運動会などで行われる組み体操の技の一つで、かねてから危険性が指摘されていた「人間起こし(トラストフォール)」で、過去3年間(2016~18年)に145件の事故が起きていたことが分かった。
中でも頭部のケガが39件と突出しており、専門家は「危険だという事を訴え続けないと、人間起こしの事故件数は増え、重度障害事故が必ず起こります」と危機感を募らせる。
兵庫県で多発。頭部のケガが突出
人間起こしは、数人の土台の上に1人が立ち、後ろ向けに倒れて土台が受け止めるという技だ。その後、振り子のように前後に揺れる動作を繰り返す。
組み体操の解説書『運動会企画 アクティブ・ラーニング発想を入れた面白カタログ事典』(学芸みらい社)では、人間起こしを「3段以上のタワー」「ピラミッド→全員崩し」「四角錐(すい)を作る立体ピラミッド」とともに難易度、危険度が高い技だと紹介する。

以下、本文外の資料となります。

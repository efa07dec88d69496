//! Ambient diagnostics surface (SPEC_FULL §4.I).
//!
//! `search_read_only_space` / `search_static_space` / `search_dynamic_space`
//! (§6) are PC→function recovery for diagnostics, and explicitly out of this
//! core's scope beyond that use; [`Runtime::dump_threads`] is the
//! in-scope diagnostic surface this core does own.

use std::sync::atomic::Ordering;

use crate::runtime::Runtime;
use crate::thread_record::{GcSafepointContext, ThreadHandle, ThreadState};

/// A point-in-time, best-effort snapshot of one thread's coordination state.
/// Never used by the protocol itself — strictly for `tracing`/operator
/// consumption.
#[derive(Debug, Clone, PartialEq, Eq)]
pub struct ThreadSnapshot {
    pub handle: ThreadHandle,
    pub state: ThreadState,
    pub csp: usize,
    pub gc_safepoint_context: GcSafepointContext,
    pub gc_safe: bool,
    pub gc_inhibited: bool,
    pub stop_for_gc_pending: bool,
    pub pending_signal_set: u64,
}

pub fn dump_threads(rt: &Runtime) -> Vec<ThreadSnapshot> {
    let mut snapshots = Vec::with_capacity(rt.registry.live_count());
    rt.registry.for_each(|rec| {
        snapshots.push(ThreadSnapshot {
            handle: rec.handle(),
            state: rec.state.get(),
            csp: rec.csp(),
            gc_safepoint_context: rec.gc_safepoint_context(),
            gc_safe: rec.gc_safe.get(),
            gc_inhibited: rec.gc_inhibited.load(Ordering::Acquire),
            stop_for_gc_pending: rec.stop_for_gc_pending.load(Ordering::Acquire),
            pending_signal_set: rec.pending_signal_set.load(Ordering::Acquire),
        });
    });
    snapshots
}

日本スポーツ振興センター(東京都港区)の災害共済給付件数に基づき、大阪経済大の西山豊名誉教授が2019年11月11日、人間起こしの事故統計を発表した。
16~18年に全国の小中高校で起きた事故は145件で、小学校が115件と最多。年度別でみると、16年は48件、17年は49件、18年は48件と横ばいに推移する。
3年間で最も多く事故が起きているのは、兵庫県で30件。以下、大阪府(18件)、埼玉県(13件)、愛知県(12件)、東京都(8件)と続く。
ケガは頭部の39件が突出して多く、「頭部打撲」「頭部外傷」「外傷性脳出血の疑い」「脳挫傷の疑い」などが報告された。